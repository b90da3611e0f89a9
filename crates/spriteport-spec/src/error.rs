//! Error taxonomy for the import pipeline.
//!
//! Every variant is file-scoped: it carries the path of the source asset (or
//! artifact) that failed and never aborts a multi-file batch on its own.

use std::path::{Path, PathBuf};
use thiserror::Error;

/// Result type for pipeline operations.
pub type PipelineResult<T> = Result<T, ImportError>;

/// The kind of an [`ImportError`], without its payload.
#[derive(Debug, Clone, Copy, PartialEq, Eq, Hash)]
pub enum ImportErrorKind {
    /// E001: The external tool exited non-zero, timed out, or produced no output.
    ExternalToolFailure,
    /// E002: The tool's metadata could not be decoded structurally.
    MalformedMetadata,
    /// E003: Assembly produced no clips.
    EmptyClipSet,
    /// E004: Override controller requested without a usable base controller.
    NoBaseController,
    /// E005: An artifact could not be read back or written.
    ArtifactWriteFailure,
}

impl ImportErrorKind {
    /// Returns the stable error code string (e.g., "E001").
    pub fn code(&self) -> &'static str {
        match self {
            ImportErrorKind::ExternalToolFailure => "E001",
            ImportErrorKind::MalformedMetadata => "E002",
            ImportErrorKind::EmptyClipSet => "E003",
            ImportErrorKind::NoBaseController => "E004",
            ImportErrorKind::ArtifactWriteFailure => "E005",
        }
    }

    /// Returns the kind name used in user-facing output.
    pub fn as_str(&self) -> &'static str {
        match self {
            ImportErrorKind::ExternalToolFailure => "ExternalToolFailure",
            ImportErrorKind::MalformedMetadata => "MalformedMetadata",
            ImportErrorKind::EmptyClipSet => "EmptyClipSet",
            ImportErrorKind::NoBaseController => "NoBaseController",
            ImportErrorKind::ArtifactWriteFailure => "ArtifactWriteFailure",
        }
    }

    /// Whether a user can reasonably retry after fixing their setup.
    ///
    /// Nothing in the pipeline retries automatically.
    pub fn is_user_retryable(&self) -> bool {
        matches!(self, ImportErrorKind::ExternalToolFailure)
    }
}

impl std::fmt::Display for ImportErrorKind {
    fn fmt(&self, f: &mut std::fmt::Formatter<'_>) -> std::fmt::Result {
        write!(f, "{}", self.as_str())
    }
}

/// Errors produced by a single-file import run.
#[derive(Debug, Error)]
pub enum ImportError {
    /// The external tool could not be run to completion.
    #[error("external tool failed for {path}: {reason}")]
    ExternalToolFailure {
        path: PathBuf,
        reason: String,
        /// Captured stderr, when the process got far enough to produce any.
        stderr: Option<String>,
    },

    /// The tool's metadata document could not be decoded.
    #[error("malformed metadata for {path}: {message}")]
    MalformedMetadata { path: PathBuf, message: String },

    /// No frame label could be segmented into a clip.
    #[error("no animation clips could be assembled from {path} (frame labels do not follow the naming convention)")]
    EmptyClipSet { path: PathBuf },

    /// An override controller was requested without a base.
    #[error("no base controller for override of {path}: {detail}")]
    NoBaseController { path: PathBuf, detail: String },

    /// An artifact could not be written (or an existing one read back).
    #[error("failed to write artifact {path}: {source}")]
    ArtifactWriteFailure {
        path: PathBuf,
        #[source]
        source: std::io::Error,
    },
}

impl ImportError {
    /// Creates an external tool failure.
    pub fn external_tool(
        path: impl Into<PathBuf>,
        reason: impl Into<String>,
        stderr: Option<String>,
    ) -> Self {
        Self::ExternalToolFailure {
            path: path.into(),
            reason: reason.into(),
            stderr: stderr.filter(|s| !s.trim().is_empty()),
        }
    }

    /// Creates a malformed metadata error.
    pub fn malformed(path: impl Into<PathBuf>, message: impl Into<String>) -> Self {
        Self::MalformedMetadata {
            path: path.into(),
            message: message.into(),
        }
    }

    /// Creates a missing base controller error.
    pub fn no_base_controller(path: impl Into<PathBuf>, detail: impl Into<String>) -> Self {
        Self::NoBaseController {
            path: path.into(),
            detail: detail.into(),
        }
    }

    /// Creates an artifact write failure.
    pub fn write_failure(path: impl Into<PathBuf>, source: std::io::Error) -> Self {
        Self::ArtifactWriteFailure {
            path: path.into(),
            source,
        }
    }

    /// Creates an artifact write failure for an existing artifact that no
    /// longer decodes.
    pub fn corrupt_artifact(path: impl Into<PathBuf>, source: serde_json::Error) -> Self {
        Self::ArtifactWriteFailure {
            path: path.into(),
            source: std::io::Error::new(std::io::ErrorKind::InvalidData, source),
        }
    }

    /// Creates an artifact write failure for two clips whose names map to
    /// the same artifact file.
    pub fn clip_file_collision(path: impl Into<PathBuf>, first: &str, second: &str) -> Self {
        Self::ArtifactWriteFailure {
            path: path.into(),
            source: std::io::Error::new(
                std::io::ErrorKind::AlreadyExists,
                format!("clips '{first}' and '{second}' map to the same artifact file"),
            ),
        }
    }

    /// Returns the kind of this error.
    pub fn kind(&self) -> ImportErrorKind {
        match self {
            ImportError::ExternalToolFailure { .. } => ImportErrorKind::ExternalToolFailure,
            ImportError::MalformedMetadata { .. } => ImportErrorKind::MalformedMetadata,
            ImportError::EmptyClipSet { .. } => ImportErrorKind::EmptyClipSet,
            ImportError::NoBaseController { .. } => ImportErrorKind::NoBaseController,
            ImportError::ArtifactWriteFailure { .. } => ImportErrorKind::ArtifactWriteFailure,
        }
    }

    /// Returns the offending path.
    pub fn path(&self) -> &Path {
        match self {
            ImportError::ExternalToolFailure { path, .. }
            | ImportError::MalformedMetadata { path, .. }
            | ImportError::EmptyClipSet { path }
            | ImportError::NoBaseController { path, .. }
            | ImportError::ArtifactWriteFailure { path, .. } => path,
        }
    }

    /// Captured tool stderr, if any.
    pub fn stderr(&self) -> Option<&str> {
        match self {
            ImportError::ExternalToolFailure { stderr, .. } => stderr.as_deref(),
            _ => None,
        }
    }
}

impl BackendError for ImportError {
    fn code(&self) -> &'static str {
        self.kind().code()
    }

    fn category(&self) -> &'static str {
        "import"
    }
}

/// Common trait for coded errors.
///
/// Gives every error type in the workspace a stable code and a category so the
/// CLI can report failures uniformly.
pub trait BackendError: std::error::Error {
    /// Stable error code (e.g., "E002", "TOOL_004").
    fn code(&self) -> &'static str;

    /// Human-readable message; defaults to `Display`.
    fn message(&self) -> String {
        self.to_string()
    }

    /// Error category for grouping ("import", "tool", "config").
    fn category(&self) -> &'static str;
}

———

### DIRECTIONS
Copy out the lines of the data where the word "could" can be found.

### REPLY
    /// E002: The tool's metadata could not be decoded structurally.
    /// E005: An artifact could not be read back or written.
    /// The external tool could not be run to completion.
    /// The tool's metadata document could not be decoded.
    /// No frame label could be segmented into a clip.
    #[error("no animation clips could be assembled from {path} (frame labels do not follow the naming convention)")]
    /// An artifact could not be written (or an existing one read back).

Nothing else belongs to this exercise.